- _WHAT THE TASK ASKS_:
Every record below must be set down again exactly as given.

.....

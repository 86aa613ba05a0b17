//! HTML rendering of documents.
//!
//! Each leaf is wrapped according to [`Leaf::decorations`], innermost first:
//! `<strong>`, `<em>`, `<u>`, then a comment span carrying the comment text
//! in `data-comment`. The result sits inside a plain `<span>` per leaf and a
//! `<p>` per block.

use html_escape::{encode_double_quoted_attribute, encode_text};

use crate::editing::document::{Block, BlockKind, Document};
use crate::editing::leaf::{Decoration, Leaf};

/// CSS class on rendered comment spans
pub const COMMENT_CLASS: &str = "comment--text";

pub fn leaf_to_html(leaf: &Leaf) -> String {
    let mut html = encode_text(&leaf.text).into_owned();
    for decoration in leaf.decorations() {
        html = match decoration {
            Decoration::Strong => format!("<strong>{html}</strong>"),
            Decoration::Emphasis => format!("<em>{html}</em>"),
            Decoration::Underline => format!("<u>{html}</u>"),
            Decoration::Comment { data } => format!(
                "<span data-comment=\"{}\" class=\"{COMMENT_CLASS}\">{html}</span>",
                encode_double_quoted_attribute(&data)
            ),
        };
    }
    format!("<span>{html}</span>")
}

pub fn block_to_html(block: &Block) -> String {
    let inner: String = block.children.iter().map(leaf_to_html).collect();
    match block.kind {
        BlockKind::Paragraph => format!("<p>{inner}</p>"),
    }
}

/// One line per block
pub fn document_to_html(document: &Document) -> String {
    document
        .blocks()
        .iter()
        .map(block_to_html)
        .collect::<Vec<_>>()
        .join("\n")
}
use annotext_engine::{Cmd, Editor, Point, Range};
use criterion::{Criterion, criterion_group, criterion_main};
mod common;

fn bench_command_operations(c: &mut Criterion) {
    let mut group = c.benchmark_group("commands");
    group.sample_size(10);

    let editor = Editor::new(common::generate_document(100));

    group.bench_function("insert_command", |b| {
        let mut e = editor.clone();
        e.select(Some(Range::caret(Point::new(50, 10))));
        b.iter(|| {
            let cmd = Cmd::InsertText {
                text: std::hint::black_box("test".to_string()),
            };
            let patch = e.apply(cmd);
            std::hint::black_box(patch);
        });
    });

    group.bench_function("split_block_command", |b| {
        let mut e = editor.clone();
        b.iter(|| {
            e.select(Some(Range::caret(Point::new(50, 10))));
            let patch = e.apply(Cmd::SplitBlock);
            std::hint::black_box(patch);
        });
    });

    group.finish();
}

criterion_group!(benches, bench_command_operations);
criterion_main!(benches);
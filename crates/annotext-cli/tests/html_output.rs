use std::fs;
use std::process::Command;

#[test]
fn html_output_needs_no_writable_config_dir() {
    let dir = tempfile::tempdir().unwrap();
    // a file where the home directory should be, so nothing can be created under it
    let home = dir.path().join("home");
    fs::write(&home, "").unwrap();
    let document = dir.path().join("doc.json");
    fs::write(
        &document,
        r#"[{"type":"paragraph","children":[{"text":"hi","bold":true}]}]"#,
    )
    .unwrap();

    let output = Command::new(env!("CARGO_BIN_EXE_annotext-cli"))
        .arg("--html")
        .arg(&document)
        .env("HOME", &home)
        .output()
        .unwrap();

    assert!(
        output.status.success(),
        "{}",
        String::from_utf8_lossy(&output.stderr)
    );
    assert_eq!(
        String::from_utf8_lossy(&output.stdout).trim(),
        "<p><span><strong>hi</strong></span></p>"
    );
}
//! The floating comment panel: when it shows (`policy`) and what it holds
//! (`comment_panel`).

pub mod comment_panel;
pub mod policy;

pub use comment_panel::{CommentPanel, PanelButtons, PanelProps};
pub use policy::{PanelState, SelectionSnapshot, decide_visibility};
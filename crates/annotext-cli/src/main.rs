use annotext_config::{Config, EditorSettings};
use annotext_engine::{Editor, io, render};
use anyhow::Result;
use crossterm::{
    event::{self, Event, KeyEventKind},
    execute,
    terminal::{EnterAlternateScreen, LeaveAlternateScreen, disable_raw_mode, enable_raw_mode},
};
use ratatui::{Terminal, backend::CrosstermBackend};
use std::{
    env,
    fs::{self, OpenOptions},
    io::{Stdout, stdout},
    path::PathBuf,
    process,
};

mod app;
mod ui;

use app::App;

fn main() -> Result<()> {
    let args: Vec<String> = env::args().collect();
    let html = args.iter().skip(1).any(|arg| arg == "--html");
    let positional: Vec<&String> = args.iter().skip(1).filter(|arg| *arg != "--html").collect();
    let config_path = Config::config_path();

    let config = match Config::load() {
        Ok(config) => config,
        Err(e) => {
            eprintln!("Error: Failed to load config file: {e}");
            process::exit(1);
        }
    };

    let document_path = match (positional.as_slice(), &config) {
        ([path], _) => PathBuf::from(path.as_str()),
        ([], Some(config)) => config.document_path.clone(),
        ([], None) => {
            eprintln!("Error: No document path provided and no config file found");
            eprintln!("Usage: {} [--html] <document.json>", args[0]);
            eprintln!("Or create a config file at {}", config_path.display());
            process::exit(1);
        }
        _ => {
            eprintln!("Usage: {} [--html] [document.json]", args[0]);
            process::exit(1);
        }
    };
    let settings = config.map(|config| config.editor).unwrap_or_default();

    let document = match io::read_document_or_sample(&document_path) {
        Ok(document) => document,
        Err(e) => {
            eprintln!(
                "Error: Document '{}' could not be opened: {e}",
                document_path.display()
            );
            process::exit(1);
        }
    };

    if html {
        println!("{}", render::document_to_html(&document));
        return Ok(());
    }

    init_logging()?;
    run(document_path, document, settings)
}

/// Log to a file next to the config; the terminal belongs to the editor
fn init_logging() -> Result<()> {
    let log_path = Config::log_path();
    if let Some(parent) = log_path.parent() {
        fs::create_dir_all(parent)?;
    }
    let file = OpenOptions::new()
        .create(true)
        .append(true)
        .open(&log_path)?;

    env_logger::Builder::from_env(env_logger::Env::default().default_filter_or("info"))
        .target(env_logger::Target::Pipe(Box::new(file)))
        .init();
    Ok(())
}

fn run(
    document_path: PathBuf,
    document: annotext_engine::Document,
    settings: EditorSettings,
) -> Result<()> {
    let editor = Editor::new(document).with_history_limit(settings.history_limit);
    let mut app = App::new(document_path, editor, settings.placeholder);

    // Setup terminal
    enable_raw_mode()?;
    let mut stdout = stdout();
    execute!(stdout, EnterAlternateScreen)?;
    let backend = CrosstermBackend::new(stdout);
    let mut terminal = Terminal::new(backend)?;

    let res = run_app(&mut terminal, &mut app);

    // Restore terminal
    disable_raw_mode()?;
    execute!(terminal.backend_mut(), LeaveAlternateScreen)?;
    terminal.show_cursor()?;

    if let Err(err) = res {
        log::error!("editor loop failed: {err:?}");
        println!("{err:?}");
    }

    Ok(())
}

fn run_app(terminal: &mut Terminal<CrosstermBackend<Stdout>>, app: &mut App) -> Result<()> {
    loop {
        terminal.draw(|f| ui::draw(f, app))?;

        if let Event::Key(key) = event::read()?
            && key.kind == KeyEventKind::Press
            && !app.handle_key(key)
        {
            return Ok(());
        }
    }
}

.....

- _EXERCISE OUTPUT_:
repository 86aa613ba05a0b17
//! HTML rendering of documents.
//!
//! Each leaf is wrapped according to [`Leaf::decorations`], innermost first:
//! `<strong>`, `<em>`, `<u>`, then a comment span carrying the comment text
//! in `data-comment`. The result sits inside a plain `<span>` per leaf and a
//! `<p>` per block.

use html_escape::{encode_double_quoted_attribute, encode_text};

use crate::editing::document::{Block, BlockKind, Document};
use crate::editing::leaf::{Decoration, Leaf};

/// CSS class on rendered comment spans
pub const COMMENT_CLASS: &str = "comment--text";

pub fn leaf_to_html(leaf: &Leaf) -> String {
    let mut html = encode_text(&leaf.text).into_owned();
    for decoration in leaf.decorations() {
        html = match decoration {
            Decoration::Strong => format!("<strong>{html}</strong>"),
            Decoration::Emphasis => format!("<em>{html}</em>"),
            Decoration::Underline => format!("<u>{html}</u>"),
            Decoration::Comment { data } => format!(
                "<span data-comment=\"{}\" class=\"{COMMENT_CLASS}\">{html}</span>",
                encode_double_quoted_attribute(&data)
            ),
        };
    }
    format!("<span>{html}</span>")
}

pub fn block_to_html(block: &Block) -> String {
    let inner: String = block.children.iter().map(leaf_to_html).collect();
    match block.kind {
        BlockKind::Paragraph => format!("<p>{inner}</p>"),
    }
}

/// One line per block
pub fn document_to_html(document: &Document) -> String {
    document
        .blocks()
        .iter()
        .map(block_to_html)
        .collect::<Vec<_>>()
        .join("\n")
}
use annotext_engine::{Cmd, Editor, Point, Range};
use criterion::{Criterion, criterion_group, criterion_main};
mod common;

fn bench_command_operations(c: &mut Criterion) {
    let mut group = c.benchmark_group("commands");
    group.sample_size(10);

    let editor = Editor::new(common::generate_document(100));

    group.bench_function("insert_command", |b| {
        let mut e = editor.clone();
        e.select(Some(Range::caret(Point::new(50, 10))));
        b.iter(|| {
            let cmd = Cmd::InsertText {
                text: std::hint::black_box("test".to_string()),
            };
            let patch = e.apply(cmd);
            std::hint::black_box(patch);
        });
    });

    group.bench_function("split_block_command", |b| {
        let mut e = editor.clone();
        b.iter(|| {
            e.select(Some(Range::caret(Point::new(50, 10))));
            let patch = e.apply(Cmd::SplitBlock);
            std::hint::black_box(patch);
        });
    });

    group.finish();
}

criterion_group!(benches, bench_command_operations);
criterion_main!(benches);
filename crates/annotext-cli/tests/html_output.rs
use std::fs;
use std::process::Command;

#[test]
fn html_output_needs_no_writable_config_dir() {
    let dir = tempfile::tempdir().unwrap();
    // a file where the home directory should be, so nothing can be created under it
    let home = dir.path().join("home");
    fs::write(&home, "").unwrap();
    let document = dir.path().join("doc.json");
    fs::write(
        &document,
        r#"[{"type":"paragraph","children":[{"text":"hi","bold":true}]}]"#,
    )
    .unwrap();

    let output = Command::new(env!("CARGO_BIN_EXE_annotext-cli"))
        .arg("--html")
        .arg(&document)
        .env("HOME", &home)
        .output()
        .unwrap();

    assert!(
        output.status.success(),
        "{}",
        String::from_utf8_lossy(&output.stderr)
    );
    assert_eq!(
        String::from_utf8_lossy(&output.stdout).trim(),
        "<p><span><strong>hi</strong></span></p>"
    );
}
//! The floating comment panel: when it shows (`policy`) and what it holds
//! (`comment_panel`).

pub mod comment_panel;
pub mod policy;

pub use comment_panel::{CommentPanel, PanelButtons, PanelProps};
pub use policy::{PanelState, SelectionSnapshot, decide_visibility};
filename crates/annotext-cli/src/main.rs
use annotext_config::{Config, EditorSettings};
use annotext_engine::{Editor, io, render};
use anyhow::Result;
use crossterm::{
    event::{self, Event, KeyEventKind},
    execute,
    terminal::{EnterAlternateScreen, LeaveAlternateScreen, disable_raw_mode, enable_raw_mode},
};
use ratatui::{Terminal, backend::CrosstermBackend};
use std::{
    env,
    fs::{self, OpenOptions},
    io::{Stdout, stdout},
    path::PathBuf,
    process,
};

mod app;
mod ui;

use app::App;

fn main() -> Result<()> {
    let args: Vec<String> = env::args().collect();
    let html = args.iter().skip(1).any(|arg| arg == "--html");
    let positional: Vec<&String> = args.iter().skip(1).filter(|arg| *arg != "--html").collect();
    let config_path = Config::config_path();

    let config = match Config::load() {
        Ok(config) => config,
        Err(e) => {
            eprintln!("Error: Failed to load config file: {e}");
            process::exit(1);
        }
    };

    let document_path = match (positional.as_slice(), &config) {
        ([path], _) => PathBuf::from(path.as_str()),
        ([], Some(config)) => config.document_path.clone(),
        ([], None) => {
            eprintln!("Error: No document path provided and no config file found");
            eprintln!("Usage: {} [--html] <document.json>", args[0]);
            eprintln!("Or create a config file at {}", config_path.display());
            process::exit(1);
        }
        _ => {
            eprintln!("Usage: {} [--html] [document.json]", args[0]);
            process::exit(1);
        }
    };
    let settings = config.map(|config| config.editor).unwrap_or_default();

    let document = match io::read_document_or_sample(&document_path) {
        Ok(document) => document,
        Err(e) => {
            eprintln!(
                "Error: Document '{}' could not be opened: {e}",
                document_path.display()
            );
            process::exit(1);
        }
    };

    if html {
        println!("{}", render::document_to_html(&document));
        return Ok(());
    }

    init_logging()?;
    run(document_path, document, settings)
}

/// Log to a file next to the config; the terminal belongs to the editor
fn init_logging() -> Result<()> {
    let log_path = Config::log_path();
    if let Some(parent) = log_path.parent() {
        fs::create_dir_all(parent)?;
    }
    let file = OpenOptions::new()
        .create(true)
        .append(true)
        .open(&log_path)?;

    env_logger::Builder::from_env(env_logger::Env::default().default_filter_or("info"))
        .target(env_logger::Target::Pipe(Box::new(file)))
        .init();
    Ok(())
}

fn run(
    document_path: PathBuf,
    document: annotext_engine::Document,
    settings: EditorSettings,
) -> Result<()> {
    let editor = Editor::new(document).with_history_limit(settings.history_limit);
    let mut app = App::new(document_path, editor, settings.placeholder);

    // Setup terminal
    enable_raw_mode()?;
    let mut stdout = stdout();
    execute!(stdout, EnterAlternateScreen)?;
    let backend = CrosstermBackend::new(stdout);
    let mut terminal = Terminal::new(backend)?;

    let res = run_app(&mut terminal, &mut app);

    // Restore terminal
    disable_raw_mode()?;
    execute!(terminal.backend_mut(), LeaveAlternateScreen)?;
    terminal.show_cursor()?;

    if let Err(err) = res {
        log::error!("editor loop failed: {err:?}");
        println!("{err:?}");
    }

    Ok(())
}

fn run_app(terminal: &mut Terminal<CrosstermBackend<Stdout>>, app: &mut App) -> Result<()> {
    loop {
        terminal.draw(|f| ui::draw(f, app))?;

        if let Event::Key(key) = event::read()?
            && key.kind == KeyEventKind::Press
            && !app.handle_key(key)
        {
            return Ok(());
        }
    }
}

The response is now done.